This year marks the 60th anniversary of Silent Spring publication by Rachel Carson. It is reputed as one of the most influential environmental science books in the modern world. The publication started a successful environmental movement and reversed a national pesticide policy. Synthetic pesticides have since been banned in the agriculture industry. Environmental awareness has increased substantially in later years, leading to the creation of Earth Day on 22 April 1970.

Thanks to the environmental movement, the US congress was pressurised to pass measures for cleaner air and water during the 1970s. United States Environmental Protection Agency (USEPA) was formed and environmental laws like the National Environmental Education Act, the Occupational Safety and Health Act, and the Clean Air Act were passed. The environmental laws were seen as highly disruptive to businesses which were used to industrialisation and profit-optimisation. In 1987, the term sustainability was coined by 1983 UN Commission on Environment and Development, leading to re-balancing acts in profits, planet, and people pillars.

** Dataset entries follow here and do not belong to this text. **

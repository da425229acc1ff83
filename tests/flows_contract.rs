//! Contract tests for the advisory flows, exercised through the app layer
//! with a scriptable model client.

mod common;

use common::{analysis_reply, mock_context, mock_context_with_current, sample_image};
use serde_json::json;

use dermalens::AppError;
use dermalens::app::commands::{analyze, chat, cures, illustrate, products, scan, yoga};
use dermalens::domain::{
    ImageOutcome, ImagePayload, IngredientScanRequest, NaturalCuresRequest, ProductRequest,
    Severity, SkinAnalysisRequest, YogaRequest,
};
use dermalens::ports::{ModelClient, ModelRequest};

#[test]
fn analyze_returns_constrained_severity_and_non_empty_arrays() {
    let ctx = mock_context();
    ctx.model().push_reply(analysis_reply());

    let analysis = analyze::execute(&ctx, SkinAnalysisRequest { photo: sample_image() }).unwrap();

    assert!(Severity::ALL.contains(&analysis.severity));
    assert!(!analysis.possible_causes.is_empty());
    assert!(!analysis.vitamin_deficiencies.is_empty());
    assert!(!analysis.natural_remedies.is_empty());
    assert!(analysis.possible_causes.iter().all(|c| !c.trim().is_empty()));
}

#[test]
fn invalid_requests_never_reach_the_model() {
    let ctx = mock_context_with_current();

    assert!(matches!(
        cures::execute(&ctx, NaturalCuresRequest { condition: " ".into() }),
        Err(AppError::InvalidRequest { .. })
    ));
    assert!(matches!(
        products::execute(&ctx, ProductRequest { condition: "".into(), description: None }),
        Err(AppError::InvalidRequest { .. })
    ));
    assert!(matches!(
        yoga::execute(&ctx, YogaRequest { condition: "\t".into() }),
        Err(AppError::InvalidRequest { .. })
    ));
    assert!(matches!(
        scan::execute(
            &ctx,
            IngredientScanRequest { photo: sample_image(), condition: "".into() }
        ),
        Err(AppError::InvalidRequest { .. })
    ));
    assert!(matches!(
        chat::execute(&ctx, "   ", false),
        Err(AppError::InvalidRequest { .. })
    ));

    assert_eq!(ctx.model().generate_calls(), 0);
    assert_eq!(ctx.model().image_calls(), 0);
}

#[test]
fn recommendations_stay_within_three_to_five_items() {
    let product = json!({
        "productName": "Brand Gentle Cleanser",
        "reason": "Fragrance-free and non-comedogenic.",
        "purchaseLink": "https://www.example.com/cleanser"
    });

    for (count, expect_ok) in [(1, false), (3, true), (5, true), (7, false)] {
        let ctx = mock_context();
        let items: Vec<serde_json::Value> = (0..count).map(|_| product.clone()).collect();
        ctx.model().push_reply(json!({ "recommendations": items }));

        let result = products::execute(
            &ctx,
            ProductRequest { condition: "Acne".into(), description: None },
        );
        assert_eq!(result.is_ok(), expect_ok, "count {}", count);
        if let Ok(out) = result {
            assert!(out.recommendations.iter().all(|r| !r.product_name.trim().is_empty()));
        }
    }
}

/// Deterministic per-prompt failures for batch isolation checks.
struct SecondSlotFails;

impl ModelClient for SecondSlotFails {
    fn generate(&self, _request: ModelRequest<'_>) -> Result<serde_json::Value, AppError> {
        unreachable!("batch generation never issues text completions")
    }

    fn generate_image(&self, prompt: &str) -> Result<ImagePayload, AppError> {
        if prompt.contains("two") {
            Err(AppError::ServerError { status: 500 })
        } else {
            Ok(common::sample_image())
        }
    }
}

#[test]
fn image_batch_keeps_cardinality_and_isolates_the_failed_slot() {
    let prompts = vec!["slot one".to_string(), "slot two".to_string(), "slot three".to_string()];
    let outcomes = illustrate::execute_batch(&SecondSlotFails, &prompts);

    assert_eq!(outcomes.len(), 3);
    assert!(matches!(outcomes[0], ImageOutcome::Generated(_)));
    assert!(matches!(outcomes[1], ImageOutcome::Failed(_)));
    assert!(matches!(outcomes[2], ImageOutcome::Generated(_)));
}

#[test]
fn follow_up_answers_carry_the_disclaimer_for_any_question() {
    let questions = [
        "Can I still go swimming?",
        "How long until it clears up?",
        "Should I change my detergent?",
    ];
    for question in questions {
        let ctx = mock_context_with_current();
        ctx.model().push_reply(json!({ "answer": "Here is some practical advice." }));

        let answer = chat::execute(&ctx, question, false).unwrap();
        assert!(
            answer.answer.to_lowercase().contains("medical professional"),
            "no disclaimer for: {}",
            question
        );
    }
}

#[test]
fn eczema_natural_cures_scenario() {
    let ctx = mock_context();
    ctx.model().push_reply(json!({
        "naturalRemedies": ["Colloidal oatmeal baths", "Aloe vera gel"],
        "recommendedFoods": ["Fatty fish", "Leafy greens", "Probiotic yogurt"]
    }));

    let cures =
        cures::execute(&ctx, NaturalCuresRequest { condition: "Eczema".into() }).unwrap();
    assert!(!cures.natural_remedies.is_empty());
    assert!(!cures.recommended_foods.is_empty());
    assert!(cures.natural_remedies.iter().all(|r| !r.is_empty()));
    assert!(cures.recommended_foods.iter().all(|f| !f.is_empty()));
}

#[test]
fn ingredient_reply_without_summary_fails_instead_of_defaulting() {
    let ctx = mock_context();
    ctx.model().push_reply(json!({
        "beneficialIngredients": ["Niacinamide"],
        "harmfulIngredients": ["Fragrance"]
    }));

    let err = scan::execute(
        &ctx,
        IngredientScanRequest { photo: sample_image(), condition: "Eczema".into() },
    )
    .unwrap_err();
    assert!(matches!(err, AppError::MalformedReply { .. }));
}

#[test]
fn provider_failure_is_fatal_and_not_retried_by_the_flow() {
    let ctx = mock_context();
    ctx.model().push_failure("endpoint is down");

    let err =
        cures::execute(&ctx, NaturalCuresRequest { condition: "Eczema".into() }).unwrap_err();
    assert!(matches!(err, AppError::ApiError { .. }));
    assert_eq!(ctx.model().generate_calls(), 1);
}
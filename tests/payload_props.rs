//! Property tests for the image payload encoding and prompt substitution.

use proptest::prelude::*;

use dermalens::domain::ImagePayload;
use dermalens::domain::prompt::{PromptContext, TemplateRenderer};
use dermalens::services::MinijinjaTemplateRenderer;

proptest! {
    #[test]
    fn data_uri_round_trip_preserves_bytes_and_mime(
        bytes in proptest::collection::vec(any::<u8>(), 1..512),
        mime_idx in 0usize..5,
    ) {
        let mime = ["image/png", "image/jpeg", "image/webp", "image/gif", "image/bmp"][mime_idx];
        let image = ImagePayload::new(mime, bytes.clone()).unwrap();
        let back = ImagePayload::from_data_uri(&image.to_data_uri()).unwrap();
        prop_assert_eq!(back.mime(), mime);
        prop_assert_eq!(back.bytes(), bytes.as_slice());
    }

    #[test]
    fn substituted_values_are_never_re_evaluated(
        value in ".*",
    ) {
        let renderer = MinijinjaTemplateRenderer::new();
        let context = PromptContext::new().with_var("value", value.as_str());
        let rendered = renderer.render("before {{ value }} after", &context, "prop").unwrap();
        prop_assert_eq!(rendered, format!("before {} after", value));
    }

    #[test]
    fn arbitrary_strings_never_parse_as_data_uris_unless_well_formed(
        junk in "[a-z0-9 ]{0,64}",
    ) {
        // No data: scheme, so parsing must always fail cleanly.
        prop_assert!(ImagePayload::from_data_uri(&junk).is_err());
    }
}
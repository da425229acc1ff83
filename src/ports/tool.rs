//! Callable tool port.
//!
//! A tool is a named capability with a declared input schema that the model
//! may invoke mid-generation when it cannot compute something reliably
//! itself.

use serde_json::{Value, json};

use crate::domain::AppError;

/// A typed capability the model may call during a completion.
pub trait ToolHandler: Sync {
    /// Tool name as declared to the model.
    fn name(&self) -> &str;

    /// Human-readable description of when the model should call the tool.
    fn description(&self) -> &str;

    /// JSON schema of the tool's input, in the wire's schema dialect.
    fn parameters(&self) -> Value;

    /// Execute the tool with the model-supplied arguments.
    fn invoke(&self, args: Value) -> Result<Value, AppError>;
}

/// Stand-in product search with no catalog behind it.
///
/// Returns an empty hit list tagged with `"source": "stub"`, leaving the
/// model to propose products from its own knowledge. A real deployment
/// implements [`ToolHandler`] against a shopping API and passes it to
/// `recommend_products_with` instead.
#[derive(Debug, Clone, Default)]
pub struct StubProductSearch;

impl StubProductSearch {
    pub fn new() -> Self {
        Self
    }
}

impl ToolHandler for StubProductSearch {
    fn name(&self) -> &str {
        "searchShopping"
    }

    fn description(&self) -> &str {
        "Searches an online shopping database for skincare products that match \
         a query and are suitable for a specific skin condition."
    }

    fn parameters(&self) -> Value {
        json!({
            "type": "OBJECT",
            "properties": {
                "query": { "type": "STRING" },
                "skinCondition": { "type": "STRING" }
            },
            "required": ["query", "skinCondition"]
        })
    }

    fn invoke(&self, _args: Value) -> Result<Value, AppError> {
        Ok(json!({ "recommendations": [], "source": "stub" }))
    }
}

Global warming and climate change became the top environmental agenda since former United States Vice President Al Gore‘s documentary film, An Inconvenient truth, was produced in 2006. Extreme weather conditions such as floods, heat waves, forest fires, hurricanes have occurred more frequently over the last decade; causing severe damage to infrastructure and loss of human lives. According to National Oceanic and Atmospheric Administration, the cost of the damage to infrastructure amounts up to US$145 billion in US in 2021. There is strong science-based evidence that climate change is caused by human activities that increase carbon emissions in the atmosphere. Hence, it is now imperative that businesses learn from the 1960s environmental movement and play a major role in reversing the effects of climate change.  

Stringent regulations

It is expected that government policies will be increasingly stringent to curb carbon emissions. Hence, businesses must expect disruptive environmental regulations such as higher carbon taxes. Businesses must also be cautious of data management and due diligence in this arena. Carbon footprint is a quantitative exercise and is data driven. In March 2022, the China government has announced the uncovering of fraud cases of carbon dioxide emission figures and false emissions reports in their national emissions trading scheme. The Chinese government has given each power plant a limit cap. Those that exceed their cap can buy more carbon credits through the trading scheme while and those with a surplus can sell them. Instances of such fraud cases present possibilities of companies distorting their carbon footprint figures for profits. Hence, interested businesses need to conduct rigorous quantitative due diligence on prospective carbon buyers and sellers in the voluntary carbon market. Ideally, businesses should examine the parameters and factors used for the quantification of the carbon offsets.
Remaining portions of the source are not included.